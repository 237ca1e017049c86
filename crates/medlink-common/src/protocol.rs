//! Transport-neutral message protocol.
//!
//! Every wire encoding decodes into a [`Frame`] (`kind` + opaque `payload`).
//! The hub lifts frames into [`ClientMessage`] and renders
//! [`ServerMessage`] back into frames, so the codecs never see typed data.

use serde::{Deserialize, Serialize};
use serde_json::Value;

use crate::error::MedlinkError;
use crate::types::{HospitalIdentity, PresenceSnapshot, RouteTarget};

/// Message kind names, as they appear on the wire
pub mod kinds {
    pub const REGISTER: &str = "register";
    pub const REGISTRATION_CONFIRMED: &str = "registrationConfirmed";
    pub const PRESENCE_LIST: &str = "presenceList";
    pub const CONNECTION_REQUEST: &str = "connectionRequest";
    pub const CONNECTION_ACCEPTED: &str = "connectionAccepted";
    pub const CONNECTION_REJECTED: &str = "connectionRejected";
    pub const PEER_DISCONNECTED: &str = "peerDisconnected";
    pub const EMERGENCY_REQUEST: &str = "emergencyRequest";
    pub const EMERGENCY_ACCEPTED: &str = "emergencyAccepted";
    pub const EMERGENCY_ALERT: &str = "emergencyAlert";
    pub const CHAT_MESSAGE: &str = "chatMessage";
    pub const CALL_SIGNAL: &str = "callSignal";
    pub const ERROR: &str = "error";

    /// Kinds a client may send to the hub
    pub const CLIENT_KINDS: &[&str] = &[
        REGISTER,
        CONNECTION_REQUEST,
        CONNECTION_ACCEPTED,
        CONNECTION_REJECTED,
        EMERGENCY_REQUEST,
        EMERGENCY_ACCEPTED,
        EMERGENCY_ALERT,
        CHAT_MESSAGE,
        CALL_SIGNAL,
    ];

    pub fn is_client_kind(kind: &str) -> bool {
        CLIENT_KINDS.contains(&kind)
    }
}

/// Encoding-independent unit exchanged with a transport
#[derive(Debug, Clone, PartialEq, Serialize, Deserialize)]
pub struct Frame {
    pub kind: String,
    #[serde(default)]
    pub payload: Value,
}

impl Frame {
    pub fn new(kind: impl Into<String>, payload: Value) -> Self {
        Self {
            kind: kind.into(),
            payload,
        }
    }
}

/// `{fromId, toId}` carried by the three handshake messages
#[derive(Debug, Clone, PartialEq, Serialize, Deserialize)]
#[serde(rename_all = "camelCase")]
pub struct PairRequest {
    #[serde(alias = "fromHospitalId")]
    pub from_id: String,
    #[serde(alias = "toHospitalId")]
    pub to_id: String,
}

impl PairRequest {
    pub fn new(from_id: impl Into<String>, to_id: impl Into<String>) -> Self {
        Self {
            from_id: from_id.into(),
            to_id: to_id.into(),
        }
    }
}

#[derive(Debug, Clone, PartialEq, Serialize, Deserialize)]
pub struct EmergencyDispatch {
    pub to: RouteTarget,
    pub request: Value,
}

#[derive(Debug, Clone, PartialEq, Serialize, Deserialize)]
#[serde(rename_all = "camelCase")]
pub struct EmergencyAcceptance {
    /// Opaque; clients use strings or timestamps
    pub request_id: Value,
    pub to: String,
    #[serde(alias = "hospital")]
    pub identity: HospitalIdentity,
}

#[derive(Debug, Clone, PartialEq, Serialize, Deserialize)]
#[serde(rename_all = "camelCase")]
pub struct EmergencyAlert {
    #[serde(alias = "fromHospitalId")]
    pub from_id: String,
    pub message: String,
}

#[derive(Debug, Clone, PartialEq, Serialize, Deserialize)]
pub struct ChatEnvelope {
    pub to: String,
    pub message: Value,
}

#[derive(Debug, Clone, PartialEq, Serialize, Deserialize)]
pub struct SignalEnvelope {
    pub to: String,
    pub signal: Value,
}

/// Messages a hospital client sends to the hub
#[derive(Debug, Clone, PartialEq, Serialize, Deserialize)]
#[serde(tag = "kind", content = "payload", rename_all = "camelCase")]
pub enum ClientMessage {
    Register(HospitalIdentity),
    ConnectionRequest(PairRequest),
    ConnectionAccepted(PairRequest),
    ConnectionRejected(PairRequest),
    EmergencyRequest(EmergencyDispatch),
    EmergencyAccepted(EmergencyAcceptance),
    EmergencyAlert(EmergencyAlert),
    ChatMessage(ChatEnvelope),
    CallSignal(SignalEnvelope),
}

impl ClientMessage {
    /// Lift a decoded frame into a typed message.
    ///
    /// Unknown kinds and malformed payloads are distinct errors so the hub
    /// can log them differently; both leave the connection open.
    pub fn from_frame(frame: Frame) -> Result<Self, MedlinkError> {
        if !kinds::is_client_kind(&frame.kind) {
            return Err(MedlinkError::UnknownKind(frame.kind));
        }

        let kind = frame.kind.clone();
        let value = serde_json::to_value(frame)
            .map_err(|e| MedlinkError::MalformedMessage(format!("{kind}: {e}")))?;
        let message: Self = serde_json::from_value(value)
            .map_err(|e| MedlinkError::MalformedMessage(format!("{kind}: {e}")))?;

        message.validate()?;
        Ok(message)
    }

    pub fn to_frame(&self) -> Result<Frame, MedlinkError> {
        to_frame(self)
    }

    pub fn kind(&self) -> &'static str {
        match self {
            Self::Register(_) => kinds::REGISTER,
            Self::ConnectionRequest(_) => kinds::CONNECTION_REQUEST,
            Self::ConnectionAccepted(_) => kinds::CONNECTION_ACCEPTED,
            Self::ConnectionRejected(_) => kinds::CONNECTION_REJECTED,
            Self::EmergencyRequest(_) => kinds::EMERGENCY_REQUEST,
            Self::EmergencyAccepted(_) => kinds::EMERGENCY_ACCEPTED,
            Self::EmergencyAlert(_) => kinds::EMERGENCY_ALERT,
            Self::ChatMessage(_) => kinds::CHAT_MESSAGE,
            Self::CallSignal(_) => kinds::CALL_SIGNAL,
        }
    }

    fn validate(&self) -> Result<(), MedlinkError> {
        match self {
            Self::Register(identity) => identity.validate(),
            Self::EmergencyRequest(dispatch) => require_present("request", &dispatch.request),
            Self::ChatMessage(chat) => require_present("message", &chat.message),
            Self::CallSignal(signal) => require_present("signal", &signal.signal),
            _ => Ok(()),
        }
    }
}

fn require_present(field: &str, value: &Value) -> Result<(), MedlinkError> {
    if value.is_null() {
        return Err(MedlinkError::MalformedMessage(format!(
            "`{field}` must not be null"
        )));
    }
    Ok(())
}

/// Messages the hub sends to a hospital client
#[derive(Debug, Clone, PartialEq, Serialize, Deserialize)]
#[serde(tag = "kind", content = "payload", rename_all = "camelCase")]
pub enum ServerMessage {
    RegistrationConfirmed {
        identity: HospitalIdentity,
    },
    PresenceList(PresenceSnapshot),
    ConnectionRequest {
        identity: HospitalIdentity,
    },
    ConnectionAccepted {
        identity: HospitalIdentity,
    },
    ConnectionRejected {
        identity: HospitalIdentity,
    },
    PeerDisconnected {
        id: String,
    },
    EmergencyRequest(Value),
    EmergencyAccepted {
        #[serde(rename = "requestId")]
        request_id: Value,
        identity: HospitalIdentity,
    },
    EmergencyAlert {
        identity: HospitalIdentity,
        message: String,
    },
    ChatMessage(Value),
    CallSignal(Value),
    Error {
        reason: String,
        message: String,
    },
}

impl ServerMessage {
    /// Build an `error` frame for a rejected client message
    pub fn rejection(err: &MedlinkError) -> Self {
        Self::Error {
            reason: err.reason().to_string(),
            message: err.to_string(),
        }
    }

    pub fn to_frame(&self) -> Result<Frame, MedlinkError> {
        to_frame(self)
    }

    pub fn from_frame(frame: Frame) -> Result<Self, MedlinkError> {
        let value = serde_json::to_value(frame)?;
        Ok(serde_json::from_value(value)?)
    }

    pub fn kind(&self) -> &'static str {
        match self {
            Self::RegistrationConfirmed { .. } => kinds::REGISTRATION_CONFIRMED,
            Self::PresenceList(_) => kinds::PRESENCE_LIST,
            Self::ConnectionRequest { .. } => kinds::CONNECTION_REQUEST,
            Self::ConnectionAccepted { .. } => kinds::CONNECTION_ACCEPTED,
            Self::ConnectionRejected { .. } => kinds::CONNECTION_REJECTED,
            Self::PeerDisconnected { .. } => kinds::PEER_DISCONNECTED,
            Self::EmergencyRequest(_) => kinds::EMERGENCY_REQUEST,
            Self::EmergencyAccepted { .. } => kinds::EMERGENCY_ACCEPTED,
            Self::EmergencyAlert { .. } => kinds::EMERGENCY_ALERT,
            Self::ChatMessage(_) => kinds::CHAT_MESSAGE,
            Self::CallSignal(_) => kinds::CALL_SIGNAL,
            Self::Error { .. } => kinds::ERROR,
        }
    }
}

fn to_frame<T: Serialize>(message: &T) -> Result<Frame, MedlinkError> {
    serde_json::to_value(message)
        .and_then(serde_json::from_value)
        .map_err(|e| MedlinkError::Encode(e.to_string()))
}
====================
* Task instructions
Find every line above that includes the word "PresenceSnapshot" and report only how many there are.

* The completed task
2